Stored data entries:
......
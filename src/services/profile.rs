//! Profile Service
//!
//! 첫 로그인 시 프로필 생성, 프로필 수정, 전적 통계

use std::sync::Arc;

use chrono::Utc;
use rand::Rng;
use serde::{Deserialize, Serialize};

use crate::db::{ArenaRepository, Participant, User};
use crate::error::{ApiError, StoreError};
use crate::types::Amount;

const MIN_USERNAME_LEN: usize = 3;

/// 자동 생성 username이 이미 있을 때 suffix를 붙여 재시도하는 횟수
const DERIVED_USERNAME_ATTEMPTS: u32 = 8;

/// 전적 통계
#[derive(Debug, Clone, Default, PartialEq, Serialize)]
pub struct PlayerStats {
    pub total_matches: u32,
    pub total_kills: u32,
    pub total_winnings: Amount,
    /// rank 1 횟수
    pub wins: u32,
    /// wins / total_matches 백분율, 소수점 1자리 (경기 없으면 0)
    pub win_rate: f64,
}

impl PlayerStats {
    pub fn from_participations(participations: &[Participant]) -> Self {
        let mut stats = participations.iter().fold(Self::default(), |mut stats, p| {
            stats.total_matches += 1;
            stats.total_kills += p.kills;
            stats.total_winnings = stats
                .total_winnings
                .checked_add(p.winnings)
                .unwrap_or(stats.total_winnings);
            if p.rank == 1 {
                stats.wins += 1;
            }
            stats
        });

        if stats.total_matches > 0 {
            let ratio = f64::from(stats.wins) / f64::from(stats.total_matches);
            stats.win_rate = (ratio * 1000.0).round() / 10.0;
        }
        stats
    }
}

/// 프로필 + 통계
#[derive(Debug, Serialize)]
pub struct ProfileView {
    #[serde(flatten)]
    pub user: User,
    pub stats: PlayerStats,
}

/// 프로필 생성 입력
#[derive(Debug, Clone, Default, Deserialize)]
pub struct NewProfile {
    /// 없으면 이메일 로컬 파트 사용
    pub username: Option<String>,
    pub profile_pic_url: Option<String>,
}

/// 프로필 수정 입력
#[derive(Debug, Clone, Deserialize)]
pub struct ProfileUpdate {
    pub username: String,
    #[serde(default)]
    pub in_game_name: String,
}

/// 이메일에서 기본 username 추출 ("Alpha.Wolf@x.io" -> "alphawolf")
fn default_username(email: &str, user_id: &str) -> String {
    let local: String = email
        .split('@')
        .next()
        .unwrap_or_default()
        .chars()
        .filter(|c| c.is_ascii_alphanumeric())
        .collect::<String>()
        .to_lowercase();

    if local.len() >= MIN_USERNAME_LEN {
        local
    } else {
        format!("player_{}", user_id)
    }
}

/// 자동 생성 username 충돌 시 후보
///
/// 마지막 시도는 uid를 붙여 충돌 가능성을 없앤다
fn suffixed_username(base: &str, user_id: &str, attempt: u32) -> String {
    if attempt < DERIVED_USERNAME_ATTEMPTS {
        format!("{}{}", base, rand::thread_rng().gen_range(0..1000))
    } else {
        format!("{}_{}", base, user_id)
    }
}

pub fn validate_username(username: &str) -> Result<(), ApiError> {
    if username.is_empty() {
        return Err(ApiError::ValidationError("Username cannot be empty.".to_string()));
    }
    if username.chars().count() < MIN_USERNAME_LEN {
        return Err(ApiError::ValidationError(
            "Username must be at least 3 characters long.".to_string(),
        ));
    }
    Ok(())
}

pub struct ProfileService {
    store: Arc<dyn ArenaRepository>,
}

impl ProfileService {
    pub fn new(store: Arc<dyn ArenaRepository>) -> Self {
        Self { store }
    }

    /// 프로필 생성 (이미 있으면 기존 프로필 반환)
    ///
    /// 직접 지정한 username이 중복이면 409. 이메일에서 만든 username이 중복이면
    /// 숫자 suffix를 붙여 다시 시도
    pub async fn provision(&self, user_id: &str, email: &str, input: NewProfile) -> Result<User, ApiError> {
        let (base, derived) = match input.username {
            Some(name) => {
                let name = name.trim().to_string();
                validate_username(&name)?;
                (name, false)
            }
            None => (default_username(email, user_id), true),
        };

        let mut user = User::new_profile(user_id, &base, email, Utc::now());
        user.profile_pic_url = input.profile_pic_url.unwrap_or_default();

        let mut attempt = 0;
        loop {
            match self.store.create_user(&user).await {
                Ok(stored) => {
                    tracing::info!(user_id, username = %stored.username, "profile ready");
                    return Ok(stored);
                }
                Err(StoreError::Duplicate(taken)) if derived && attempt < DERIVED_USERNAME_ATTEMPTS => {
                    attempt += 1;
                    tracing::debug!(user_id, %taken, attempt, "derived username taken");
                    user.username = suffixed_username(&base, user_id, attempt);
                }
                Err(e) => return Err(e.into()),
            }
        }
    }

    pub async fn update(&self, user_id: &str, update: ProfileUpdate) -> Result<User, ApiError> {
        let username = update.username.trim();
        validate_username(username)?;

        let user = self
            .store
            .update_profile(user_id, username, update.in_game_name.trim())
            .await?;
        Ok(user)
    }

    pub async fn view(&self, user_id: &str) -> Result<ProfileView, ApiError> {
        let user = self
            .store
            .get_user(user_id)
            .await?
            .ok_or_else(|| ApiError::NotFound("User".to_string()))?;
        let participations = self.store.participations(user_id).await?;

        Ok(ProfileView {
            user,
            stats: PlayerStats::from_participations(&participations),
        })
    }
}

#[cfg(test)]
mod tests {
    use super::*;
    use crate::db::MemoryDatabase;
    use crate::types::Role;

    fn participation(rank: u32, kills: u32, winnings: i64) -> Participant {
        Participant {
            tournament_id: format!("t{}", rank),
            user_id: "u1".to_string(),
            username: "alpha".to_string(),
            in_game_name: "alpha".to_string(),
            join_time: Utc::now(),
            rank,
            kills,
            winnings: Amount::from_major(winnings),
        }
    }

    #[test]
    fn test_stats_from_participations() {
        let stats = PlayerStats::from_participations(&[
            participation(1, 7, 300),
            participation(4, 2, 0),
            participation(0, 0, 0),
        ]);

        assert_eq!(stats.total_matches, 3);
        assert_eq!(stats.total_kills, 9);
        assert_eq!(stats.total_winnings, Amount::from_major(300));
        assert_eq!(stats.wins, 1);
        assert_eq!(stats.win_rate, 33.3);

        assert_eq!(PlayerStats::from_participations(&[]).win_rate, 0.0);
    }

    #[test]
    fn test_default_username() {
        assert_eq!(default_username("Alpha.Wolf@x.io", "u1"), "alphawolf");
        assert_eq!(default_username("ab@x.io", "u1"), "player_u1");
    }

    #[tokio::test]
    async fn test_provision_defaults() {
        let service = ProfileService::new(Arc::new(MemoryDatabase::new()));

        let user = service
            .provision("u1", "alpha@x.io", NewProfile::default())
            .await
            .unwrap();

        assert_eq!(user.username, "alpha");
        assert_eq!(user.wallet_balance, Amount::ZERO);
        assert_eq!(user.role, Role::User);
        assert!(!user.is_banned);
        assert!(user.in_game_name.is_empty());
    }

    #[tokio::test]
    async fn test_provision_shared_local_part_gets_suffix() {
        let service = ProfileService::new(Arc::new(MemoryDatabase::new()));
        let first = service
            .provision("u1", "alpha@x.io", NewProfile::default())
            .await
            .unwrap();
        assert_eq!(first.username, "alpha");

        let second = tokio_test::assert_ok!(
            service
                .provision("u2", "alpha@y.io", NewProfile::default())
                .await
        );
        assert!(second.username.starts_with("alpha"));
        assert_ne!(second.username, "alpha");

        // 재호출은 같은 프로필
        let again = service
            .provision("u2", "alpha@y.io", NewProfile::default())
            .await
            .unwrap();
        assert_eq!(again.username, second.username);
    }

    #[tokio::test]
    async fn test_provision_chosen_username_is_not_rewritten() {
        let service = ProfileService::new(Arc::new(MemoryDatabase::new()));
        service
            .provision("u1", "alpha@x.io", NewProfile::default())
            .await
            .unwrap();

        let chosen = NewProfile {
            username: Some("alpha".to_string()),
            profile_pic_url: None,
        };
        let err = service.provision("u2", "bravo@x.io", chosen).await.unwrap_err();
        assert!(matches!(err, ApiError::Conflict(_)));
    }

    #[test]
    fn test_last_suffix_uses_user_id() {
        let name = suffixed_username("alpha", "u2", DERIVED_USERNAME_ATTEMPTS);
        assert_eq!(name, "alpha_u2");

        let name = suffixed_username("alpha", "u2", 1);
        let digits = name.strip_prefix("alpha").unwrap();
        assert!(digits.parse::<u32>().unwrap() < 1000);
    }

    #[tokio::test]
    async fn test_update_validates_username() {
        let service = ProfileService::new(Arc::new(MemoryDatabase::new()));
        service
            .provision("u1", "alpha@x.io", NewProfile::default())
            .await
            .unwrap();

        let short = ProfileUpdate {
            username: "ab".to_string(),
            in_game_name: String::new(),
        };
        assert!(matches!(
            service.update("u1", short).await,
            Err(ApiError::ValidationError(_))
        ));

        let ok = ProfileUpdate {
            username: "  alphawolf ".to_string(),
            in_game_name: "AW".to_string(),
        };
        let user = service.update("u1", ok).await.unwrap();
        assert_eq!(user.username, "alphawolf");
        assert_eq!(user.in_game_name, "AW");
    }

    #[tokio::test]
    async fn test_update_rejects_taken_username() {
        let service = ProfileService::new(Arc::new(MemoryDatabase::new()));
        service
            .provision("u1", "alpha@x.io", NewProfile::default())
            .await
            .unwrap();
        service
            .provision("u2", "bravo@x.io", NewProfile::default())
            .await
            .unwrap();

        let err = service
            .update(
                "u2",
                ProfileUpdate {
                    username: "alpha".to_string(),
                    in_game_name: String::new(),
                },
            )
            .await
            .unwrap_err();
        assert!(matches!(err, ApiError::Conflict(_)));
    }
}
......
*WHAT THE TASK ASKS*: Copy out only the lines running from the beginning of the data to the line with "const MIN_USERNAME_LEN: usize = 3;", both ends included.

*SOLVED EXERCISE*:
filename src/services/profile.rs
//! Profile Service
//!
//! 첫 로그인 시 프로필 생성, 프로필 수정, 전적 통계

use std::sync::Arc;

use chrono::Utc;
use rand::Rng;
use serde::{Deserialize, Serialize};

use crate::db::{ArenaRepository, Participant, User};
use crate::error::{ApiError, StoreError};
use crate::types::Amount;

const MIN_USERNAME_LEN: usize = 3;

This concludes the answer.